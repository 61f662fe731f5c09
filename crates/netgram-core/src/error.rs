use std::{fmt, io};

use thiserror::Error;

/// Wrapped result type for all fallible endpoint operations.
pub type Result<T> = std::result::Result<T, ErrorKind>;

/// Structured detail carried by every endpoint error: the stage that failed
/// plus the platform error code, when the operating system reported one.
///
/// Codes are `errno` values on Unix and `WSAGetLastError` values on Windows.
/// They are carried as data so the set of error kinds stays fixed as
/// platforms are added.
#[derive(Debug, Clone, PartialEq, Eq)]
pub struct Failure {
    stage: &'static str,
    code: Option<i32>,
}

impl Failure {
    /// Creates a failure for a stage with no platform error code, such as an
    /// address string that did not parse.
    pub fn stage(stage: &'static str) -> Self {
        Self { stage, code: None }
    }

    /// Creates a failure carrying the platform error code of an I/O error.
    pub fn os(stage: &'static str, err: &io::Error) -> Self {
        Self { stage, code: err.raw_os_error() }
    }

    /// The stage of the operation that failed.
    pub fn stage_name(&self) -> &'static str {
        self.stage
    }

    /// The raw platform error code, if one was available.
    pub fn code(&self) -> Option<i32> {
        self.code
    }
}

impl fmt::Display for Failure {
    fn fmt(&self, f: &mut fmt::Formatter<'_>) -> fmt::Result {
        match self.code {
            Some(code) => write!(f, "{}: {}", self.stage, code),
            None => write!(f, "{}", self.stage),
        }
    }
}

/// Errors an endpoint can report, one variant per reportable kind.
///
/// The four kinds are fixed and flat; platform-specific codes travel inside
/// [`Failure`] rather than growing the enum. A receive that merely times out
/// is not an error and is never represented here.
#[derive(Debug, Clone, PartialEq, Eq, Error)]
pub enum ErrorKind {
    /// Could not construct the endpoint: address parse, socket creation,
    /// option setup, or bind failure.
    #[error("could not initialize endpoint ({0})")]
    InitializationError(Failure),
    /// Could not configure the endpoint: invalid remote address, or a
    /// receive timeout the platform refused to apply.
    #[error("could not configure endpoint ({0})")]
    ConfigurationError(Failure),
    /// A receive failed for a reason other than the configured timeout.
    #[error("error occurred while receiving from endpoint ({0})")]
    ReceiveError(Failure),
    /// A send failed: invalid destination address, transmission failure, or
    /// sending without a configured remote.
    #[error("error occurred while sending from endpoint ({0})")]
    SendError(Failure),
}

impl ErrorKind {
    /// The structured failure payload shared by every kind.
    pub fn failure(&self) -> &Failure {
        match self {
            ErrorKind::InitializationError(failure)
            | ErrorKind::ConfigurationError(failure)
            | ErrorKind::ReceiveError(failure)
            | ErrorKind::SendError(failure) => failure,
        }
    }
}

/// Returns true when an I/O error is the receive timeout expiring rather
/// than a transport failure.
///
/// Unix reports `EAGAIN`/`EWOULDBLOCK` and Windows reports `WSAETIMEDOUT`
/// when `SO_RCVTIMEO` fires; the standard library maps those to `WouldBlock`
/// and `TimedOut` respectively.
pub fn is_timeout(err: &io::Error) -> bool {
    matches!(err.kind(), io::ErrorKind::WouldBlock | io::ErrorKind::TimedOut)
}

#[cfg(test)]
mod tests {
    use super::*;

    #[test]
    fn failure_formats_stage_and_platform_code() {
        let err = io::Error::from_raw_os_error(111);
        let failure = Failure::os("transmit", &err);
        assert_eq!(failure.to_string(), "transmit: 111");
        assert_eq!(failure.code(), Some(111));
        assert_eq!(failure.stage_name(), "transmit");
    }

    #[test]
    fn failure_formats_stage_alone_without_code() {
        let failure = Failure::stage("parse remote address");
        assert_eq!(failure.to_string(), "parse remote address");
        assert_eq!(failure.code(), None);
    }

    #[test]
    fn error_kinds_expose_their_failure() {
        let err = ErrorKind::SendError(Failure::stage("remote not configured"));
        assert_eq!(err.failure().stage_name(), "remote not configured");
        assert_eq!(
            err.to_string(),
            "error occurred while sending from endpoint (remote not configured)"
        );
    }

    #[test]
    fn timeout_kinds_are_not_errors() {
        assert!(is_timeout(&io::Error::from(io::ErrorKind::WouldBlock)));
        assert!(is_timeout(&io::Error::from(io::ErrorKind::TimedOut)));
        assert!(!is_timeout(&io::Error::from(io::ErrorKind::ConnectionReset)));
    }
}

» TASK PROMPT
Please give again the lines above between the line holding "stays fixed as" and the line holding "one was available.", inclusive, exactly as they are and with nothing added.

» ANSWER TO THIS TASK
/// They are carried as data so the set of error kinds stays fixed as
/// platforms are added.
#[derive(Debug, Clone, PartialEq, Eq)]
pub struct Failure {
    stage: &'static str,
    code: Option<i32>,
}

impl Failure {
    /// Creates a failure for a stage with no platform error code, such as an
    /// address string that did not parse.
    pub fn stage(stage: &'static str) -> Self {
        Self { stage, code: None }
    }

    /// Creates a failure carrying the platform error code of an I/O error.
    pub fn os(stage: &'static str, err: &io::Error) -> Self {
        Self { stage, code: err.raw_os_error() }
    }

    /// The stage of the operation that failed.
    pub fn stage_name(&self) -> &'static str {
        self.stage
    }

    /// The raw platform error code, if one was available.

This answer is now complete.